TASK STATEMENT → From the entries below, reproduce exactly the line containing "#![warn(rust_2018_idioms)]", the line containing "Attributes default to", and every line in between, with nothing added.

DATASET EXCERPTS →
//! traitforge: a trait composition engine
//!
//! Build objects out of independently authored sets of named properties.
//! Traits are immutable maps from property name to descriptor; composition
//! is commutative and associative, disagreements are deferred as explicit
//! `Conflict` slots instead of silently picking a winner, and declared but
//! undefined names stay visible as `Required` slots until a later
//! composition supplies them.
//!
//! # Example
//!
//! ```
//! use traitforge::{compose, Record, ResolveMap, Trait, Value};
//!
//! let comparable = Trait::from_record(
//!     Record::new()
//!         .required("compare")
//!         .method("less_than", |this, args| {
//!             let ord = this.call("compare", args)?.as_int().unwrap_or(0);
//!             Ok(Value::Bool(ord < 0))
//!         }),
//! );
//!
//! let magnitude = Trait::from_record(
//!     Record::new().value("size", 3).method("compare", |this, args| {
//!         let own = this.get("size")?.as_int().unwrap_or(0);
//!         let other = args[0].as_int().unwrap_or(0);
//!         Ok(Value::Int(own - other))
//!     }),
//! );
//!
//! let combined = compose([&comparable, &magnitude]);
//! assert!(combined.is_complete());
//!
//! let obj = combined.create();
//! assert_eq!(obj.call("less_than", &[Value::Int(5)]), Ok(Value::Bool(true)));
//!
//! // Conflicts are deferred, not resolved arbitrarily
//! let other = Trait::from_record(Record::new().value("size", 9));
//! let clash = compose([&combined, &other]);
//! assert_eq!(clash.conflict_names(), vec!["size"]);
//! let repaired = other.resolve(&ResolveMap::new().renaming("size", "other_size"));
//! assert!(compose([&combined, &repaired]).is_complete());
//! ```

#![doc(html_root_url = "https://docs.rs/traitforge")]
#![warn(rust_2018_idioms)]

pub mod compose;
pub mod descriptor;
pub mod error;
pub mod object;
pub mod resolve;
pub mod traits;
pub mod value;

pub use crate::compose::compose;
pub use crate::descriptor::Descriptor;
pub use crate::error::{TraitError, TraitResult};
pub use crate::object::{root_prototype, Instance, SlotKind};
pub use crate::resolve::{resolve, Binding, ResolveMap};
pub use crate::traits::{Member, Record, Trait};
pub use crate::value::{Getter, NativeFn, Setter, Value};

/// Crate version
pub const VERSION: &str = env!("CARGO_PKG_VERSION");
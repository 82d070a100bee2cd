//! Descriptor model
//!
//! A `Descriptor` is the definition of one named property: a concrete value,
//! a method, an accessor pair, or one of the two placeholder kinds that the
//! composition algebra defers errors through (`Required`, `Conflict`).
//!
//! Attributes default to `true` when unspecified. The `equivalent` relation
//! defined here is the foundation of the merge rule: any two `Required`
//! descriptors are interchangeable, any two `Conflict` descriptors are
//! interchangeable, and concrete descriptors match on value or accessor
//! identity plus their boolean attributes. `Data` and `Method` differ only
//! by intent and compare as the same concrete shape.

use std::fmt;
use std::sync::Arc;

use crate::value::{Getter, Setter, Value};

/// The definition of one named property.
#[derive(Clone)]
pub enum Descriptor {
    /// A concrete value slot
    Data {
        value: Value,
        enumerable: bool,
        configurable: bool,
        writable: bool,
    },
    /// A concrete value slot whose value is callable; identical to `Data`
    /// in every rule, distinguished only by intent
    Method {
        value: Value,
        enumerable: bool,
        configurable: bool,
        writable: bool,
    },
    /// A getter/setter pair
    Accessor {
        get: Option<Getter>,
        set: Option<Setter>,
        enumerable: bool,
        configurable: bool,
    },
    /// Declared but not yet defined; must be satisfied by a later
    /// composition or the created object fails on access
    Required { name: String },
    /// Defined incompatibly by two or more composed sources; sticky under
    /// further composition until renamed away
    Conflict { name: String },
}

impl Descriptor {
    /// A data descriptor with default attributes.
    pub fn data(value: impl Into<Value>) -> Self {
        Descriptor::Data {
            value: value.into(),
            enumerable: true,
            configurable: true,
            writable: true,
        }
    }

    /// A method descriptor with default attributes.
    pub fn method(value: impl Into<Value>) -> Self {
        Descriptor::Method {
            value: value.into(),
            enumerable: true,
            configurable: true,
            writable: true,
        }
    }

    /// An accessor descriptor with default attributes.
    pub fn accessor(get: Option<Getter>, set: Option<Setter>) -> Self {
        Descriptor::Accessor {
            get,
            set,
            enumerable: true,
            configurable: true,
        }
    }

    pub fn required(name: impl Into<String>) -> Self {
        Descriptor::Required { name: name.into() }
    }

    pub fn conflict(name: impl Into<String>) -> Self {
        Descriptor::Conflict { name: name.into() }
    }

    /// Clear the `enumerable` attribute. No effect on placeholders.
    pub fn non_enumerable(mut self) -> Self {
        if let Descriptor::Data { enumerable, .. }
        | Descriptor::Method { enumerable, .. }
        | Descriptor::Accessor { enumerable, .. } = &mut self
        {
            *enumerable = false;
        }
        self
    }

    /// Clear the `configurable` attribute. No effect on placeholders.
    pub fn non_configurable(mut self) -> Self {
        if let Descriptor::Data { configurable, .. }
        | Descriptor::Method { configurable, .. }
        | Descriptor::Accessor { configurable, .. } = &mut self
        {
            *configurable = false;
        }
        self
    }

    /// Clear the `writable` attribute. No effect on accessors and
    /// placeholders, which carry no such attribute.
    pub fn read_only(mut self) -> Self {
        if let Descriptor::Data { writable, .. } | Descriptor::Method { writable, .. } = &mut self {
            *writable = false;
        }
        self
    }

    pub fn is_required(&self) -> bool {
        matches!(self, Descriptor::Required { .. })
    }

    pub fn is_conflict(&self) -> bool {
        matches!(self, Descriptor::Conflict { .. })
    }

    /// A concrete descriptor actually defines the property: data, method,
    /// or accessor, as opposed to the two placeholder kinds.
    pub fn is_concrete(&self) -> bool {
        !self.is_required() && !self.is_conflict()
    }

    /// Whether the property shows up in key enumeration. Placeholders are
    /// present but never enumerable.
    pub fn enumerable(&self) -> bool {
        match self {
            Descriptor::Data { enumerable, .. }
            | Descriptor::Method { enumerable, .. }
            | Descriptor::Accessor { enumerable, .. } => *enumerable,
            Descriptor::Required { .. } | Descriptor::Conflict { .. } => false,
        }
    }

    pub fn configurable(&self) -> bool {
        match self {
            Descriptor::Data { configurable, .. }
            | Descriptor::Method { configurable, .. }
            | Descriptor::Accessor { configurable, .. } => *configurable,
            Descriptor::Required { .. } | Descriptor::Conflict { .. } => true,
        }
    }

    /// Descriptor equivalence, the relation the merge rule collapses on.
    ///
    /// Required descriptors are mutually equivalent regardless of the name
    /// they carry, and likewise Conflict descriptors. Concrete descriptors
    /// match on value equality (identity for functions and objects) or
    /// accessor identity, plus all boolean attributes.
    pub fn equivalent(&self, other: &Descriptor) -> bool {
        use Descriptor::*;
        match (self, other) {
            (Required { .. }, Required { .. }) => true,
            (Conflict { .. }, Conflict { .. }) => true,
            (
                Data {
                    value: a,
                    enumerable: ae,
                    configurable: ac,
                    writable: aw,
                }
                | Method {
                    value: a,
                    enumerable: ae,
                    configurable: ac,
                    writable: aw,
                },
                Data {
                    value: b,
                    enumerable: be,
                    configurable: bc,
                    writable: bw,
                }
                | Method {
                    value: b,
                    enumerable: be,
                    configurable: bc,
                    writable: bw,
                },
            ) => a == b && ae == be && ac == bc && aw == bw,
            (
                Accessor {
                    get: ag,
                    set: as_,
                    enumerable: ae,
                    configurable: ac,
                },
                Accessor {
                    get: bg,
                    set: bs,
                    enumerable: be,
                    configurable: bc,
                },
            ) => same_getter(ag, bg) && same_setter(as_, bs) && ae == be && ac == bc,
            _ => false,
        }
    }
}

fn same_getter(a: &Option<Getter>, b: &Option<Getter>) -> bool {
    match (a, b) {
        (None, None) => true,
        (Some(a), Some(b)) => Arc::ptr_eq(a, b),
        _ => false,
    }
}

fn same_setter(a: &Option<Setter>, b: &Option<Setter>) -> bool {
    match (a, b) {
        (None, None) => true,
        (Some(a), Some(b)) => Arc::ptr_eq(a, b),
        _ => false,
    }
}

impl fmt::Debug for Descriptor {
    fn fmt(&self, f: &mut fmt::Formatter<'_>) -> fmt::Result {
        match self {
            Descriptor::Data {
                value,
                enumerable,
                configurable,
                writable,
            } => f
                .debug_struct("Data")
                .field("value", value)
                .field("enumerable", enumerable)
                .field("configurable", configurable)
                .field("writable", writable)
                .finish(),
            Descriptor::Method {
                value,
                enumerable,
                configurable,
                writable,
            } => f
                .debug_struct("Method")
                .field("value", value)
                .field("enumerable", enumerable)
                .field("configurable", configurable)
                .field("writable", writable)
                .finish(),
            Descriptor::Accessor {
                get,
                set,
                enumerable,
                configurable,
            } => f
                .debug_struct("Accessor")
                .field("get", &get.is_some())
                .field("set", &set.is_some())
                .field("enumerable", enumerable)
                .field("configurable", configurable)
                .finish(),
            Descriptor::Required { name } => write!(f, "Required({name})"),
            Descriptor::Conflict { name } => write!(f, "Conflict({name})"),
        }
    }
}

TASK RESULT →
#![warn(rust_2018_idioms)]

pub mod compose;
pub mod descriptor;
pub mod error;
pub mod object;
pub mod resolve;
pub mod traits;
pub mod value;

pub use crate::compose::compose;
pub use crate::descriptor::Descriptor;
pub use crate::error::{TraitError, TraitResult};
pub use crate::object::{root_prototype, Instance, SlotKind};
pub use crate::resolve::{resolve, Binding, ResolveMap};
pub use crate::traits::{Member, Record, Trait};
pub use crate::value::{Getter, NativeFn, Setter, Value};

/// Crate version
pub const VERSION: &str = env!("CARGO_PKG_VERSION");
repository 82d070a100bee2cd
//! Descriptor model
//!
//! A `Descriptor` is the definition of one named property: a concrete value,
//! a method, an accessor pair, or one of the two placeholder kinds that the
//! composition algebra defers errors through (`Required`, `Conflict`).
//!
//! Attributes default to `true` when unspecified. The `equivalent` relation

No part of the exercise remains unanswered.